Assim como Tucuruí, o Sistema Cantareira é um caso mundialmente conhecido. Mais uma grande obra feita em sigilo, sem a participação das comunidades atingidas e sem uma avaliação dos impactos de represar e transpor as águas desses rios na quantidade suficiente para abastecer São Paulo. As promessas também nunca foram cumpridas. “Eles prometeram que Piracicaba nunca teria uma vazão menor que 60m3/seg e que nunca teria problemas de abastecimento de água. Logo que o acordo foi firmado reduziram a vazão para 40 m3/seg, que também nunca foram cumpridos. A vazão do rio chegou a atingir 16m3/seg”, lamenta Rodrigues. Além disso, ao mesmo tempo que a água foi transposta para atender a demanda da capital, o eixo de estímulo de desenvolvimento econômico do estado foi transferido para o interior, que era abastecido pela mesma bacia. Rodrigues conta que hoje Piracicaba, por exemplo,
pega água do Rio Corumbataí. “Esse ‘córrego’
nos socorreu. Nos quatro meses de chuva temos 200 m3/s de vazão. Nos
outros meses, como o esgoto das casas e indústrias é jogado no
rio, a água fica sem condições de tratamento para uso”.
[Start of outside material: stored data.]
use serde::Serialize;
use std::path::PathBuf;
use std::sync::Arc;

use crate::config::Config;
use crate::error::Result;
use crate::fs::FileSystem;
use crate::scan::{discover, ModuleFilter, ModuleName};

use super::template::render_artifact;
use super::writer::write_atomic;

/// Summary of one completed pass.
#[derive(Debug, Clone, Default, PartialEq, Serialize)]
pub struct Generation {
    pub output: PathBuf,
    pub modules: Vec<ModuleName>,
}

/// Discovery + template + write, against a fixed config.
pub struct Generator {
    config: Arc<Config>,
    fs: Arc<dyn FileSystem>,
    filter: ModuleFilter,
}

impl Generator {
    pub fn new(config: Arc<Config>, fs: Arc<dyn FileSystem>) -> Self {
        let filter = ModuleFilter::from_config(&config);
        Self { config, fs, filter }
    }

    pub fn config(&self) -> &Config {
        &self.config
    }

    pub async fn discover(&self) -> Result<Vec<ModuleName>> {
        discover(self.fs.as_ref(), &self.config.store_path(), &self.filter).await
    }

    /// Build the artifact text without writing it.
    pub async fn render(&self) -> Result<(Vec<ModuleName>, String)> {
        let modules = self.discover().await?;
        let artifact = render_artifact(&self.config.import_base(), &modules);
        Ok((modules, artifact))
    }

    /// Run one full pass. On a discovery error nothing is written and the
    /// previous artifact stays as it was.
    pub async fn generate(&self) -> Result<Generation> {
        let (modules, artifact) = self.render().await?;
        let output = self.config.output_path();

        write_atomic(self.fs.as_ref(), &output, &artifact).await?;
        tracing::info!(
            output = %output.display(),
            modules = modules.len(),
            "wrote store aggregator"
        );

        Ok(Generation { output, modules })
    }
}

#[cfg(test)]
mod tests {
    use super::*;
    use crate::config::{DiscoveryOrder, Options};
    use crate::error::Error;
    use crate::fs::MemoryFs;

    fn generator(fs: Arc<MemoryFs>, options: Options) -> Generator {
        Generator::new(Arc::new(Config::resolve("app", options)), fs)
    }

    fn project() -> MemoryFs {
        MemoryFs::new()
            .with_file("app/src/store/user.ts", "")
            .with_file("app/src/store/cart.ts", "")
            .with_file("app/src/store/index.ts", "")
            .with_dir("app/src/helper")
    }

    #[tokio::test]
    async fn test_generate_writes_artifact() {
        let fs = Arc::new(project());
        let generation = generator(fs.clone(), Options::default())
            .generate()
            .await
            .unwrap();

        assert_eq!(
            generation.output,
            PathBuf::from("app/src/helper/pinia-auto-refs.ts")
        );
        assert_eq!(
            generation.modules,
            vec![ModuleName::new("user"), ModuleName::new("cart")]
        );

        let artifact = fs.contents(&generation.output).unwrap();
        let user = artifact.find("import userStore from '@/store/user'").unwrap();
        let cart = artifact.find("import cartStore from '@/store/cart'").unwrap();
        assert!(user < cart);
        assert!(!artifact.contains("indexStore"));
        assert!(artifact.contains("const storeExports = {\n  user: userStore,\n  cart: cartStore,\n}"));
    }

    #[tokio::test]
    async fn test_generate_twice_is_identical() {
        let fs = Arc::new(project());
        let generator = generator(fs.clone(), Options::default());

        let first = generator.generate().await.unwrap();
        let before = fs.contents(&first.output).unwrap();
        generator.generate().await.unwrap();
        let after = fs.contents(&first.output).unwrap();

        assert_eq!(before, after);
        assert_eq!(fs.write_count(), 2);
    }

    #[tokio::test]
    async fn test_export_keys_equal_discovered_set() {
        let fs = Arc::new(
            project()
                .with_file("app/src/store/auth.ts", "")
                .with_file("app/src/store/readme.md", ""),
        );
        let generation = generator(fs.clone(), Options::default())
            .generate()
            .await
            .unwrap();
        let artifact = fs.contents(&generation.output).unwrap();

        let body = artifact
            .split("const storeExports = {\n")
            .nth(1)
            .and_then(|rest| rest.split("}\n").next())
            .unwrap();
        let mut keys: Vec<&str> = body
            .lines()
            .filter_map(|l| l.trim().split_once(':'))
            .map(|(k, _)| k)
            .collect();
        keys.sort();

        let mut discovered: Vec<&str> = generation.modules.iter().map(|m| m.as_str()).collect();
        discovered.sort();
        assert_eq!(keys, discovered);
        assert_eq!(keys, vec!["auth", "cart", "user"]);
    }

    #[tokio::test]
    async fn test_sorted_order() {
        let fs = Arc::new(project());
        let options = Options {
            order: Some(DiscoveryOrder::Sorted),
            ..Default::default()
        };
        let generation = generator(fs, options).generate().await.unwrap();
        assert_eq!(
            generation.modules,
            vec![ModuleName::new("cart"), ModuleName::new("user")]
        );
    }

    #[tokio::test]
    async fn test_discovery_error_keeps_previous_artifact() {
        let fs = Arc::new(
            MemoryFs::new().with_file("app/src/helper/pinia-auto-refs.ts", "previous"),
        );
        let err = generator(fs.clone(), Options::default())
            .generate()
            .await
            .unwrap_err();

        assert!(matches!(err, Error::DiscoveryRead { .. }));
        assert_eq!(
            fs.contents("app/src/helper/pinia-auto-refs.ts").as_deref(),
            Some("previous")
        );
        assert_eq!(fs.write_count(), 0);
    }

    #[tokio::test]
    async fn test_missing_output_dir_is_write_error() {
        let fs = Arc::new(MemoryFs::new().with_file("app/src/store/user.ts", ""));
        let err = generator(fs, Options::default())
            .generate()
            .await
            .unwrap_err();
        assert!(matches!(err, Error::Write { .. }));
    }

    #[tokio::test]
    async fn test_render_does_not_write() {
        let fs = Arc::new(project());
        let (modules, artifact) = generator(fs.clone(), Options::default())
            .render()
            .await
            .unwrap();
        assert_eq!(modules.len(), 2);
        assert!(artifact.contains("useStore"));
        assert_eq!(fs.write_count(), 0);
    }
}
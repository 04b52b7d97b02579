mod args;
mod check;
mod generate;
mod list;
mod watch;

pub use args::{Args, Command};
pub use check::{run_check, CheckStatus};
pub use generate::run_generate;
pub use list::run_list;
pub use watch::run_watch;

use anyhow::{Context, Result};

use crate::config::{Config, Options};

/// Defaults, then the config file, then command-line flags.
pub fn load_config(args: &Args) -> Result<Config> {
    let root = args.root.clone();
    let file_options = match &args.config {
        Some(path) => Options::load(path)?,
        None => Options::load_or_default(&root)?,
    };
    let config = Config::resolve(root, file_options.merge(args.options()));
    tracing::debug!(?config, "resolved configuration");
    Ok(config)
}

pub async fn run(args: Args) -> Result<bool> {
    let config = load_config(&args).context("Failed to load configuration")?;

    match args.command() {
        Command::Generate => run_generate(config).await.map(|_| true),
        Command::Watch { debounce_ms } => run_watch(config, debounce_ms).await.map(|_| true),
        Command::Check => run_check(config)
            .await
            .map(|status| status == CheckStatus::UpToDate),
        Command::List { json } => run_list(config, json).await.map(|_| true),
    }
}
Os problemas na região têm sido minimizados pela excelente atuação
do Consórcio Intermunicipal da Bacia dos Rios Piracicaba,
Capivari e Jundiaí, reconhecido como um exemplar gestor de bacias
hidrográficas em todo o país, sendo inclusive modelo para outros
países. A maior solicitação dos movimentos em prol da bacia
do Piracicaba envolve a desativação gradual do Sistema Cantareira.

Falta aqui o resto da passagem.